• Work item
How many lines in the material below contain the word "DataAnalyst"? Write only the number.
--- Dataset entries ---
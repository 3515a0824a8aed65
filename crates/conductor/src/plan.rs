// SPDX-License-Identifier: AGPL-3.0-only
// Copyright (C) 2024 Jonathan Lee
// This program is free software: you can redistribute it and/or modify
// it under the terms of the GNU Affero General Public License version 3
// as published by the Free Software Foundation.
// This program is distributed in the hope that it will be useful,
// but WITHOUT ANY WARRANTY; without even the implied warranty of
// MERCHANTABILITY or FITNESS FOR A PARTICULAR PURPOSE.
// See the GNU Affero General Public License for more details.
// You should have received a copy of the GNU Affero General Public License
// along with this program. If not, see https://www.gnu.org/licenses/.

use crate::intent::Intent;
use serde::Serialize;
use std::fmt;
use tally::{
    Aggregate, AnalysisRequest, Analyst, ChartRequest, SchemaProfile, Visualizer, VISUALIZATION_KEY,
};
use tracing::{debug, info, warn};

#[derive(Debug, Clone, Copy, PartialEq, Eq, Hash, Serialize)]
pub enum Agent {
    DataAnalyst,
    Visualizer,
}

impl Agent {
    pub fn as_str(&self) -> &'static str {
        match self {
            Agent::DataAnalyst => Analyst::NAME,
            Agent::Visualizer => Visualizer::NAME,
        }
    }
}

impl fmt::Display for Agent {
    fn fmt(&self, f: &mut fmt::Formatter<'_>) -> fmt::Result {
        f.write_str(self.as_str())
    }
}

#[derive(Debug, Clone, PartialEq, Serialize)]
#[serde(untagged)]
pub enum TaskOperation {
    Analysis(AnalysisRequest),
    Visualization(ChartRequest),
}

#[derive(Debug, Clone, PartialEq, Serialize)]
pub struct Task {
    pub agent: Agent,
    pub action: String,
    #[serde(flatten)]
    pub operation: TaskOperation,
}

impl Task {
    pub fn analysis(action: &str, request: AnalysisRequest) -> Self {
        Self {
            agent: Agent::DataAnalyst,
            action: action.to_string(),
            operation: TaskOperation::Analysis(request),
        }
    }

    pub fn visualization(action: &str, request: ChartRequest) -> Self {
        Self {
            agent: Agent::Visualizer,
            action: action.to_string(),
            operation: TaskOperation::Visualization(request),
        }
    }

    /// Key under which this task's outcome is stored.
    pub fn result_key(&self) -> &str {
        match &self.operation {
            TaskOperation::Analysis(request) => request.name(),
            TaskOperation::Visualization(_) => VISUALIZATION_KEY,
        }
    }
}

#[derive(Debug, Clone, PartialEq, Serialize)]
pub struct ExecutionPlan {
    pub description: String,
    pub tasks: Vec<Task>,
}

impl ExecutionPlan {
    pub fn new(tasks: Vec<Task>) -> Self {
        Self {
            description: format!("Execute {} analysis tasks", tasks.len()),
            tasks,
        }
    }

    pub fn len(&self) -> usize {
        self.tasks.len()
    }

    pub fn is_empty(&self) -> bool {
        self.tasks.is_empty()
    }

    pub fn result_keys(&self) -> Vec<&str> {
        self.tasks.iter().map(Task::result_key).collect()
    }
}

/// Turns a query and a column classification into an ordered task list.
///
/// Summary always runs first. Each matched intent adds its tasks only when
/// the columns it needs exist; "first column" means first in the schema's
/// category list. A plan that would hold only the summary gains a
/// correlation task.
#[derive(Debug, Clone, Default)]
pub struct PlanCompiler;

impl PlanCompiler {
    pub fn new() -> Self {
        Self
    }

    pub fn compile(&self, query: &str, schema: &SchemaProfile) -> ExecutionPlan {
        let lowered = query.to_lowercase();
        let mut tasks = vec![Task::analysis("Generate data summary", AnalysisRequest::Summary)];

        for intent in Intent::ALL {
            if !intent.matches(&lowered) {
                continue;
            }
            debug!(intent = %intent, "Intent matched");
            match intent {
                Intent::Trend => match (schema.first_temporal(), schema.first_numeric()) {
                    (Some(date_col), Some(value_col)) => {
                        tasks.push(Task::analysis(
                            "Analyze trends",
                            AnalysisRequest::Trend {
                                date_col: date_col.to_string(),
                                value_col: value_col.to_string(),
                            },
                        ));
                        tasks.push(Task::visualization(
                            "Create trend visualization",
                            ChartRequest::Line {
                                x_col: date_col.to_string(),
                                y_col: value_col.to_string(),
                                title: Some(format!("{value_col} Trend Over Time")),
                            },
                        ));
                    }
                    _ => warn!(
                        intent = %intent,
                        "Skipping intent: needs a date and a numeric column"
                    ),
                },
                Intent::Correlation => {
                    tasks.push(Task::analysis(
                        "Analyze correlations",
                        AnalysisRequest::Correlation,
                    ));
                    tasks.push(Task::visualization(
                        "Create correlation heatmap",
                        ChartRequest::Heatmap {
                            title: Some("Correlation Matrix".to_string()),
                        },
                    ));
                }
                Intent::Group => match (schema.first_categorical(), schema.first_numeric()) {
                    (Some(group_col), Some(value_col)) => {
                        tasks.push(Task::analysis(
                            "Analyze by groups",
                            AnalysisRequest::Group {
                                group_col: group_col.to_string(),
                                value_col: value_col.to_string(),
                            },
                        ));
                        tasks.push(Task::visualization(
                            "Create group comparison",
                            ChartRequest::Bar {
                                x_col: group_col.to_string(),
                                y_col: value_col.to_string(),
                                title: Some(format!("{value_col} by {group_col}")),
                                aggregate: Some(Aggregate::Mean),
                            },
                        ));
                    }
                    _ => warn!(
                        intent = %intent,
                        "Skipping intent: needs a categorical and a numeric column"
                    ),
                },
                Intent::Anomaly => match schema.first_numeric() {
                    Some(column) => tasks.push(Task::analysis(
                        "Detect anomalies",
                        AnalysisRequest::Anomaly {
                            column: column.to_string(),
                            threshold: None,
                        },
                    )),
                    None => warn!(intent = %intent, "Skipping intent: needs a numeric column"),
                },
            }
        }

        if tasks.len() == 1 {
            debug!("No intent produced tasks; adding correlation fallback");
            tasks.push(Task::analysis(
                "Analyze correlations",
                AnalysisRequest::Correlation,
            ));
        }

        let plan = ExecutionPlan::new(tasks);
        info!(tasks = plan.len(), description = %plan.description, "Execution plan compiled");
        plan
    }
}

#[cfg(test)]
mod tests {
    use super::*;

    fn schema(numeric: &[&str], categorical: &[&str], temporal: &[&str]) -> SchemaProfile {
        let names = |list: &[&str]| list.iter().map(|s| s.to_string()).collect();
        SchemaProfile {
            columns: Vec::new(),
            numeric: names(numeric),
            categorical: names(categorical),
            temporal: names(temporal),
        }
    }

    #[test]
    fn no_keywords_gives_summary_then_correlation() {
        let plan = PlanCompiler::new().compile("hello there", &schema(&["a", "b"], &[], &[]));
        assert_eq!(plan.result_keys(), vec!["summary", "correlation"]);
        assert_eq!(plan.description, "Execute 2 analysis tasks");
    }

    #[test]
    fn trend_without_dates_falls_back() {
        let plan =
            PlanCompiler::new().compile("show the trend", &schema(&["sales"], &["region"], &[]));
        assert_eq!(plan.result_keys(), vec!["summary", "correlation"]);
        assert!(plan
            .tasks
            .iter()
            .all(|task| !matches!(task.operation, TaskOperation::Visualization(_))));
    }

    #[test]
    fn trend_uses_first_columns_and_pairs_a_line_chart() {
        let plan = PlanCompiler::new().compile(
            "Sales trends over time",
            &schema(&["sales", "units"], &["region"], &["date", "shipped"]),
        );
        assert_eq!(plan.len(), 3);
        assert_eq!(
            plan.tasks[1].operation,
            TaskOperation::Analysis(AnalysisRequest::Trend {
                date_col: "date".to_string(),
                value_col: "sales".to_string(),
            })
        );
        assert_eq!(
            plan.tasks[2],
            Task::visualization(
                "Create trend visualization",
                ChartRequest::Line {
                    x_col: "date".to_string(),
                    y_col: "sales".to_string(),
                    title: Some("sales Trend Over Time".to_string()),
                }
            )
        );
    }

    #[test]
    fn every_intent_in_fixed_order() {
        let plan = PlanCompiler::new().compile(
            "unusual growth related to each segment",
            &schema(&["sales"], &["region"], &["date"]),
        );
        assert_eq!(
            plan.result_keys(),
            vec![
                "summary",
                "trend",
                "visualization",
                "correlation",
                "visualization",
                "group",
                "visualization",
                "anomaly"
            ]
        );
        assert_eq!(plan.description, "Execute 8 analysis tasks");
    }

    #[test]
    fn correlation_has_no_column_guard() {
        let plan = PlanCompiler::new().compile("any relationship?", &SchemaProfile::default());
        assert_eq!(plan.result_keys(), vec!["summary", "correlation", "visualization"]);
    }

    #[test]
    fn tasks_serialise_with_flat_parameters() {
        let task = Task::analysis(
            "Detect anomalies",
            AnalysisRequest::Anomaly {
                column: "sales".to_string(),
                threshold: None,
            },
        );
        let value = serde_json::to_value(&task).unwrap();
        assert_eq!(
            value,
            serde_json::json!({
                "agent": "DataAnalyst",
                "action": "Detect anomalies",
                "analysis_type": "anomaly",
                "column": "sales"
            })
        );
    }
}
---
• Exercise answer
4